- [Data in this exercise]
================================

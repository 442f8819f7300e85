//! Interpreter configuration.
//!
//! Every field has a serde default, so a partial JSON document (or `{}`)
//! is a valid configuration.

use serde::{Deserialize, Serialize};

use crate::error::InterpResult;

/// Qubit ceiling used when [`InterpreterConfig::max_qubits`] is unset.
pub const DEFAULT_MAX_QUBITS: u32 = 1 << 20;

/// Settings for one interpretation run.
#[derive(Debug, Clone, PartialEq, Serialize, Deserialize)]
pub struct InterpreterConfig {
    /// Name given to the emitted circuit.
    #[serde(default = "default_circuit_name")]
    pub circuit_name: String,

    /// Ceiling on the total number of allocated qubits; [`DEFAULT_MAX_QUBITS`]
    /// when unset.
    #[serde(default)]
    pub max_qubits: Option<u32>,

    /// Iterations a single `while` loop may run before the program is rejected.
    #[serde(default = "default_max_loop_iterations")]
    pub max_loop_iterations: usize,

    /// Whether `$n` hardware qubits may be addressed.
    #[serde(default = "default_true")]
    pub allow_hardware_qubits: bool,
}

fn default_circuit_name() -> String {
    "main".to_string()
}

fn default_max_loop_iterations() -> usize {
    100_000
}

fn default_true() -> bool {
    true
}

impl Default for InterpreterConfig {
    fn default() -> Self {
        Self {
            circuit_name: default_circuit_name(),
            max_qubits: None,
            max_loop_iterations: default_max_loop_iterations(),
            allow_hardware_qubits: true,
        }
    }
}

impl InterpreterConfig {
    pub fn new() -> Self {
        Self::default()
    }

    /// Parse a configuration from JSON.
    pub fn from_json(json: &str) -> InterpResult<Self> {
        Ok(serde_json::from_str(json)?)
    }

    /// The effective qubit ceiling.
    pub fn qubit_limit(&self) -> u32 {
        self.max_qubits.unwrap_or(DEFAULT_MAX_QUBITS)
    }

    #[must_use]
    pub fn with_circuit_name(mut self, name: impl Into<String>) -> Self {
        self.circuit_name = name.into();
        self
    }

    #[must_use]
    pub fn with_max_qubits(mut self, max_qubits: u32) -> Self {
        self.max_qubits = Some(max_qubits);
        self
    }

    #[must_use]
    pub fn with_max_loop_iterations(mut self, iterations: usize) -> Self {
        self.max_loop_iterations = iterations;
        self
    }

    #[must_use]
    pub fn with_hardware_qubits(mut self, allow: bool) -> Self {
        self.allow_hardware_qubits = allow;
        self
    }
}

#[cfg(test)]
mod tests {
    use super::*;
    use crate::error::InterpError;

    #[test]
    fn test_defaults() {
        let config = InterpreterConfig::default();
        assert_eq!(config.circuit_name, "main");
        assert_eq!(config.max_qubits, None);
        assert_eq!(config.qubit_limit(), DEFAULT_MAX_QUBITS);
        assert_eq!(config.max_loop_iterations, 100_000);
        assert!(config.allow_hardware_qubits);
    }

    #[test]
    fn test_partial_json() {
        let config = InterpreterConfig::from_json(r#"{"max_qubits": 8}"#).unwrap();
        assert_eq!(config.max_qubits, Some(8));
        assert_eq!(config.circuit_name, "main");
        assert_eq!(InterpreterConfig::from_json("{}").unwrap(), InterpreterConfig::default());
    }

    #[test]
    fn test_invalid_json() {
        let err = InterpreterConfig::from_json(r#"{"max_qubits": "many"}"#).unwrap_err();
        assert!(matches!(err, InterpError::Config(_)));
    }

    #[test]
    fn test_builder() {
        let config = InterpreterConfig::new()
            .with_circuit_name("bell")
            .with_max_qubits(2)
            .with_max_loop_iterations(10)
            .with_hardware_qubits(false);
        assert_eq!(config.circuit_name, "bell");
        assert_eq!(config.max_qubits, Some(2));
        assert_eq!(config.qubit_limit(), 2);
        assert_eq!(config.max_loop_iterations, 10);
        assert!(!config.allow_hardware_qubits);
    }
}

================================

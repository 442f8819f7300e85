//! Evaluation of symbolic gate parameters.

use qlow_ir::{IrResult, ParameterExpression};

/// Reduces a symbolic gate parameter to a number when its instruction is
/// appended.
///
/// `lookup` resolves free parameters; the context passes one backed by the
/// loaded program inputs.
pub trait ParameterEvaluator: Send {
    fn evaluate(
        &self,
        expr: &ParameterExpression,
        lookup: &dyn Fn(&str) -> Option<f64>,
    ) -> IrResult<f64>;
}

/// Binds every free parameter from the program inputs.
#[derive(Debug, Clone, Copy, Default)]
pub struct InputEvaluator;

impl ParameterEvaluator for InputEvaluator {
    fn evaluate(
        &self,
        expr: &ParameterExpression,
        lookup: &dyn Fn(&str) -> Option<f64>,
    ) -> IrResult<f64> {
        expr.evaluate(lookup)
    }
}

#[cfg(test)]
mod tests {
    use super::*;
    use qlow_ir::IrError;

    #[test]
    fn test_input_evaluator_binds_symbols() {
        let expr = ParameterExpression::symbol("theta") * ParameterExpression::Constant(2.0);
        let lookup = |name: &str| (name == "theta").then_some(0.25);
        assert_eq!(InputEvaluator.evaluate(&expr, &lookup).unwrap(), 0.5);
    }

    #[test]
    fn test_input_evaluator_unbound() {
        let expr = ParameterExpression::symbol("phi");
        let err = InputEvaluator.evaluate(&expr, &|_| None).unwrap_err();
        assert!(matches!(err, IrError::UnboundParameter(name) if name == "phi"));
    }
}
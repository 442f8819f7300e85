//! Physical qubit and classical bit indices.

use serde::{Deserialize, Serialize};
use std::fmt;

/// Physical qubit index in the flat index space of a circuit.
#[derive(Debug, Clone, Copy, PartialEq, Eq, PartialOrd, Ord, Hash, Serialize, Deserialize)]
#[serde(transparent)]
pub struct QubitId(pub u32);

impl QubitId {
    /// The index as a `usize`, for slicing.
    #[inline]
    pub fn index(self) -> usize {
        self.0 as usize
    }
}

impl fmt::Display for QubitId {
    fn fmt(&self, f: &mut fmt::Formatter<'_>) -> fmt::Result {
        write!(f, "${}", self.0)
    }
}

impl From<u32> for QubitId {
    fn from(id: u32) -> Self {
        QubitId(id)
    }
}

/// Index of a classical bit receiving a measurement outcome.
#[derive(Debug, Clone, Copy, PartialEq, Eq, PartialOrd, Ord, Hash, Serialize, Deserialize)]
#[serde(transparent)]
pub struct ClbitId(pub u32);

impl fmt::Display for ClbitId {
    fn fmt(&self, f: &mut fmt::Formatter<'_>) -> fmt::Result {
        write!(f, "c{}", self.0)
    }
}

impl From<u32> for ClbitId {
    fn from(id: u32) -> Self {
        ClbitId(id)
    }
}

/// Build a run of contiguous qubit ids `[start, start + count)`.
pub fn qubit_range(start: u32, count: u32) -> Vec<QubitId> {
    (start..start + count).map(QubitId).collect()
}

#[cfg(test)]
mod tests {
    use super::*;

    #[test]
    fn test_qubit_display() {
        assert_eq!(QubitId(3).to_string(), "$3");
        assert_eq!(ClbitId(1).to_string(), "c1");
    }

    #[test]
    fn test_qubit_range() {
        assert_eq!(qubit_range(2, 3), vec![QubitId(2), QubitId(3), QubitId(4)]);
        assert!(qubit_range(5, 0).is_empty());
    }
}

================================

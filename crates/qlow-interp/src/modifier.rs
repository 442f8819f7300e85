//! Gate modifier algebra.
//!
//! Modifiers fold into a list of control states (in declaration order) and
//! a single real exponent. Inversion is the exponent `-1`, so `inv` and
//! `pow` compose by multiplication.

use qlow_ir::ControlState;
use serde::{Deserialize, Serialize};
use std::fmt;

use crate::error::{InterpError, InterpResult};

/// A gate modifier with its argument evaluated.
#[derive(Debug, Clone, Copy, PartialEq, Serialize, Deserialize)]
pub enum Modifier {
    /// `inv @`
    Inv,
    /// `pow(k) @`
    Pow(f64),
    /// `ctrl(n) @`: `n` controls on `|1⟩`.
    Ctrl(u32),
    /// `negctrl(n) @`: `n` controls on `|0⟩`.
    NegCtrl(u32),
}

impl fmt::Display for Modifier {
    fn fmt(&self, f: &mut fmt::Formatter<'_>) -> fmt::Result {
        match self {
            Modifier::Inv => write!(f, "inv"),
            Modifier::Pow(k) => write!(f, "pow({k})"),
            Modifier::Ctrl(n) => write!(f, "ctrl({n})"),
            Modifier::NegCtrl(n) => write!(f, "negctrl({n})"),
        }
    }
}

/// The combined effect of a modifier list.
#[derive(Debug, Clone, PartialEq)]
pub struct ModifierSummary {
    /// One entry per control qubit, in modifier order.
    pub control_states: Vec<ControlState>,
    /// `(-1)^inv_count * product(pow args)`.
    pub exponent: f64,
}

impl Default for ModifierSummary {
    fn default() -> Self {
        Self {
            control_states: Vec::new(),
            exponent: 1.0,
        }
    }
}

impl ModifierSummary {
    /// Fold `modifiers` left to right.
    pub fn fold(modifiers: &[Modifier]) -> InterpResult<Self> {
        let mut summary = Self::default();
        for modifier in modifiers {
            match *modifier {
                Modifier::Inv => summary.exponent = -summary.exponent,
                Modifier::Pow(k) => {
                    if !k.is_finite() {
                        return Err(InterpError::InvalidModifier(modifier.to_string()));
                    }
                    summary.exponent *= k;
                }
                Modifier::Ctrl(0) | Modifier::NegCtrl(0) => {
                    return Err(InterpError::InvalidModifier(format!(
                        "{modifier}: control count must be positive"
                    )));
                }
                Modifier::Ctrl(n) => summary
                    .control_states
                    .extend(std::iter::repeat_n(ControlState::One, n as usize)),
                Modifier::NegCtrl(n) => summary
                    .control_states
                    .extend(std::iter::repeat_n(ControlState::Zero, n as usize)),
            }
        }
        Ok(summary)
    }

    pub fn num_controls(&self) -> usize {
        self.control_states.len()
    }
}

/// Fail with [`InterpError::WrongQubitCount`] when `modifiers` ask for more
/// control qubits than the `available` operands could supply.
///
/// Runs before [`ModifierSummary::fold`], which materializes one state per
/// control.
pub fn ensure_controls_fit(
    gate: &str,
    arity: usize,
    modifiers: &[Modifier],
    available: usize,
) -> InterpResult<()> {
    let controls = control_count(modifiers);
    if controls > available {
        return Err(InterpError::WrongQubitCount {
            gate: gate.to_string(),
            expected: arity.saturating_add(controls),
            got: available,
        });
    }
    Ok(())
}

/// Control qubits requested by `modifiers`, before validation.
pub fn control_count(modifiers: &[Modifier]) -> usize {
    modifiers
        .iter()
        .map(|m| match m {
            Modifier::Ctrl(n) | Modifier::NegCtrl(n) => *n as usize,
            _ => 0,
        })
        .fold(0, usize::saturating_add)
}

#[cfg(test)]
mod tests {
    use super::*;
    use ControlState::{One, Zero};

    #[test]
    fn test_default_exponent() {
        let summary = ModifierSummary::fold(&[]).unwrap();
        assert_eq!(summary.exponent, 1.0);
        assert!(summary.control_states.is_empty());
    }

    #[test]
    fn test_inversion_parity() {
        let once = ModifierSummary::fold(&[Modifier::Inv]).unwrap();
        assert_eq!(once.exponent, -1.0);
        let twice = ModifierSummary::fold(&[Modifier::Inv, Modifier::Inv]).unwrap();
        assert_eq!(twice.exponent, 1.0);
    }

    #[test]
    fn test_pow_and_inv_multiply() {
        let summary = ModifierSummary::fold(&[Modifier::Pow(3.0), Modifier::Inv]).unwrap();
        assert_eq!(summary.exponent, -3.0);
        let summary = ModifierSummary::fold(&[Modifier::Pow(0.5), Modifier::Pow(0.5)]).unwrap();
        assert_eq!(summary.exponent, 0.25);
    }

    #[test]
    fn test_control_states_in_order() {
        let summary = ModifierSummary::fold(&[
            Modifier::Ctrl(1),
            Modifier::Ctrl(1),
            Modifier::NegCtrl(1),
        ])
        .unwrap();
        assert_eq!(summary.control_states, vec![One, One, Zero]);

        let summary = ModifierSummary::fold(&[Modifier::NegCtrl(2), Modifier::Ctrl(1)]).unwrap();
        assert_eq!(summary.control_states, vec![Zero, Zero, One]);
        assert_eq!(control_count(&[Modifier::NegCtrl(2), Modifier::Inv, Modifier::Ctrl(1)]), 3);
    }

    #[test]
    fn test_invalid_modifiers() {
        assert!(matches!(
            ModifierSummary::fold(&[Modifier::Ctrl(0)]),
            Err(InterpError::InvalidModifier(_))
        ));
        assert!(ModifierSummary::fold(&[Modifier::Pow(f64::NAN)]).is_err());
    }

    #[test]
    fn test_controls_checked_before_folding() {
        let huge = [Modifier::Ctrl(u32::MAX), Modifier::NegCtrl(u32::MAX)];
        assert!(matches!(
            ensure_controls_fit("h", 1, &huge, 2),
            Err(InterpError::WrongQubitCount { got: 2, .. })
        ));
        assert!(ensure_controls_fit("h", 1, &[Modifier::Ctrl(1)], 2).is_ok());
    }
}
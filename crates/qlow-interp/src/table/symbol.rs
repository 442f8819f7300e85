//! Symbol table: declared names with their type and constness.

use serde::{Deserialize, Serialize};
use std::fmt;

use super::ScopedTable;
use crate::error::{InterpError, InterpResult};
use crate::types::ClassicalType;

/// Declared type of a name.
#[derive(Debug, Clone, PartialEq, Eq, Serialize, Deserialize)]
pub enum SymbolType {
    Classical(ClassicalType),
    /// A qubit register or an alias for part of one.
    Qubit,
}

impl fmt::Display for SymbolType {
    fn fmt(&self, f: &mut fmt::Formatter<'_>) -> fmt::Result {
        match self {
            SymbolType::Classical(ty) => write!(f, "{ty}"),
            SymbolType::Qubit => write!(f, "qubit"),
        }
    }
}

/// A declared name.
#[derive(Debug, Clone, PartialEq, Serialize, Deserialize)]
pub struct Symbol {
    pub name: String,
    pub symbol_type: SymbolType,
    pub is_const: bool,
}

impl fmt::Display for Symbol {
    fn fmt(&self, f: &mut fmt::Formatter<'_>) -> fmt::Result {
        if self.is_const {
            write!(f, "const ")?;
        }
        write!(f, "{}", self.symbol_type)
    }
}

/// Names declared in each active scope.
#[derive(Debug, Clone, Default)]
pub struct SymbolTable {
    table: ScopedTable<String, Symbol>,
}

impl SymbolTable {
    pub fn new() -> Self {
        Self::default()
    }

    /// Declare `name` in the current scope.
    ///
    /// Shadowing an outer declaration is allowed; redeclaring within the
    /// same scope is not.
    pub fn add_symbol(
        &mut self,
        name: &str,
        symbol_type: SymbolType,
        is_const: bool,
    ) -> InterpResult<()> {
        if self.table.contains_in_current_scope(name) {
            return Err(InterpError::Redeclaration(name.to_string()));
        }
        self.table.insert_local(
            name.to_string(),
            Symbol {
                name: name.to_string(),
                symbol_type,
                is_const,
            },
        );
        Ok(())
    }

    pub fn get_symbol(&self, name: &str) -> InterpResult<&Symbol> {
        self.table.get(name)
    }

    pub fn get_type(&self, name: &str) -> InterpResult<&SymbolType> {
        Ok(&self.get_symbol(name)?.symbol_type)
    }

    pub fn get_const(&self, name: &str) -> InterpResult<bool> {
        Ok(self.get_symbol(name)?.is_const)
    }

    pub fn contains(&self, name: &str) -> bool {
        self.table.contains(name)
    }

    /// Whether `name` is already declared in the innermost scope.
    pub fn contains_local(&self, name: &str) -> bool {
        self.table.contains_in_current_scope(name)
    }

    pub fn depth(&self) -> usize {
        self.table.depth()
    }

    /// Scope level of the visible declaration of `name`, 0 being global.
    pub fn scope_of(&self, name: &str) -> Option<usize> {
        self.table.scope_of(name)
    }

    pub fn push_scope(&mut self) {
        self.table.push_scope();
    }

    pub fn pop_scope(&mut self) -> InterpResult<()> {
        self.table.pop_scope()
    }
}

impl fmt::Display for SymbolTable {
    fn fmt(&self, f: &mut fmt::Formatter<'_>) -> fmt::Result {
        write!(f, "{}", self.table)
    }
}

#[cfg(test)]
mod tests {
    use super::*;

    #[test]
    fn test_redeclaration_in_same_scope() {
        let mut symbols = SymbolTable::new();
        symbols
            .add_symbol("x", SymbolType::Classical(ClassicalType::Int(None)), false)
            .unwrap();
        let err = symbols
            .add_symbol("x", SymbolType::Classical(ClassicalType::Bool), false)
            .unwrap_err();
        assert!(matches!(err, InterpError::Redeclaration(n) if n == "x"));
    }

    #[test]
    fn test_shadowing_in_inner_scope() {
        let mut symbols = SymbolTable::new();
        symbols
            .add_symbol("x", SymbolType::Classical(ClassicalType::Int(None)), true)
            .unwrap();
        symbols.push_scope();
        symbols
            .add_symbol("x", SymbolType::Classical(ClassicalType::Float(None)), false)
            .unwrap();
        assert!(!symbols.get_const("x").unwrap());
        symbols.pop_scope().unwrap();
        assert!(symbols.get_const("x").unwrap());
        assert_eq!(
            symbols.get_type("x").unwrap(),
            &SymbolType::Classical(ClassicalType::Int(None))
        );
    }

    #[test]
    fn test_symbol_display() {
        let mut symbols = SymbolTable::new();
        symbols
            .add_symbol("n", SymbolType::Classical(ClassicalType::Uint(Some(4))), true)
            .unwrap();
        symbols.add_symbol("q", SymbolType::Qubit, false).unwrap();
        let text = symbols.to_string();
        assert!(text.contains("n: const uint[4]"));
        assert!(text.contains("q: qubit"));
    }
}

================================

- [Directions] Out of the lines in the listing, count the ones with the word "extend", then give only the number.

- [Completed task] 2